Fortunately, advances in organic research have enabled contemporary and advanced formulas of organic and natural compounds to eliminate the need for ammonia in professional hair coloring products.  The most innovative company in the world towards organic and natural hair products is a small boutique company located in Lymington, England. For over a decade, they have been dedicated to manufacturing and distributing the most natural and gentle professional hair products available.  Their professional color line is Organic Color Systems which uses no ammonia or dangerous chemical additives in their ingredients.

Ammonia not only negatively affects the cuticle of the hair, it also damages an amino acid or protein called tyrosine which is found inside the hair shaft. Tyrosine is responsible for producing melanin (the natural pigment in the hair shaft). When the Tyrosine is damaged the hair's ability to hold onto color is greatly reduced or eliminated altogether.

When you introduce color into the hair shaft without damaging the tyrosine, as done with Organic Color Systems, the color will last longer because the color has something to bond to. Without ammonia the results are superior in every way.

Rather than ammonia, Organic Color Systems uses a compound with a similar molecular structure to ammonia known as monoethanolamine which is orderless and has a much less volatile Ph characteristic than any ammonia chemical. The more stable Ph profile makes monoethanolamine much more stable and less corrosive than ammonia. Because of its safer, more stable, and less corrosive characteristics, this alternative is also replacing ammonia in several industrial applications. Combining this with its orderless property makes monoethanolamine an ideal alternative to hair coloring.

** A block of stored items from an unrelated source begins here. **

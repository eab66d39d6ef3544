//! Core data access for bearlink.
//!
//! Reads go straight to the host app's SQLite store, opened read-only.
//! Writes are callback-URL actions the host app applies on its own schedule.

pub mod action;
pub mod config;
pub mod db;
pub mod logging;
pub mod model;
pub mod repo;
pub mod service;

pub use action::{Action, ActionChannel, ActionError, ActionRequest, SystemActionChannel};
pub use config::{BridgeConfig, LogLevel};
pub use db::{NoteStore, StoreError, StoreLocator, StoreState};
pub use logging::{error_chain, init_logging};
pub use model::note::{Note, NoteId, Tag};
pub use repo::note_repo::{NoteReader, NoteSearch, SqliteNoteReader};
pub use repo::{RepoError, RepoResult};
pub use service::note_service::{NoteService, NoteServiceError, ServiceResult};

/// Returns the core crate version.
pub fn core_version() -> &'static str {
    env!("CARGO_PKG_VERSION")
}

#[cfg(test)]
mod tests {
    use super::core_version;

    #[test]
    fn version_is_not_empty() {
        assert!(!core_version().is_empty());
    }
}
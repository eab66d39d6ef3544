//! Read path over the host app's store.
//!
//! # Responsibility
//! - Define the read contract used by the service layer.
//! - Keep SQL and store schema details out of service/API layers.
//!
//! # Invariants
//! - Repository reads never mutate the store.
//! - A single-note miss is `Ok(None)`, never an error.

use crate::db::StoreError;
use std::error::Error;
use std::fmt::{Display, Formatter};

pub mod note_repo;

pub type RepoResult<T> = Result<T, RepoError>;

/// Read path failure.
#[derive(Debug)]
pub enum RepoError {
    /// No usable store connection.
    Store(StoreError),
    /// A query failed while executing or stepping rows.
    QueryFailed(rusqlite::Error),
    /// A row holds values that cannot be mapped into the domain model.
    InvalidData(String),
}

impl Display for RepoError {
    fn fmt(&self, f: &mut Formatter<'_>) -> std::fmt::Result {
        match self {
            Self::Store(err) => write!(f, "{err}"),
            Self::QueryFailed(_) => write!(f, "database operation failed"),
            Self::InvalidData(message) => write!(f, "invalid note data in store: {message}"),
        }
    }
}

impl Error for RepoError {
    fn source(&self) -> Option<&(dyn Error + 'static)> {
        match self {
            Self::Store(err) => Some(err),
            Self::QueryFailed(err) => Some(err),
            Self::InvalidData(_) => None,
        }
    }
}

impl From<StoreError> for RepoError {
    fn from(value: StoreError) -> Self {
        Self::Store(value)
    }
}

impl From<rusqlite::Error> for RepoError {
    fn from(value: rusqlite::Error) -> Self {
        Self::QueryFailed(value)
    }
}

While Organic Color Systems only uses small traces of monoethanolamine, the other organic and natural ingredients of their well-researched and highly-effective formula enable a salon professional to properly prepare the ideal canvas for their artistic work. Organic Color Systems gently prepares the clients hair shaft to naturally accept the color pigmentation delivered by this revolutionary system of hair coloring. Because the hair shaft is not blasted open, the structural integrity of the clients hair (or the salon professional's canvas) is maintained enabling an outcome that is undeniably refreshing. Healthy, natural looking, manageable, and incredibly styled hair in with the exact style the client desires!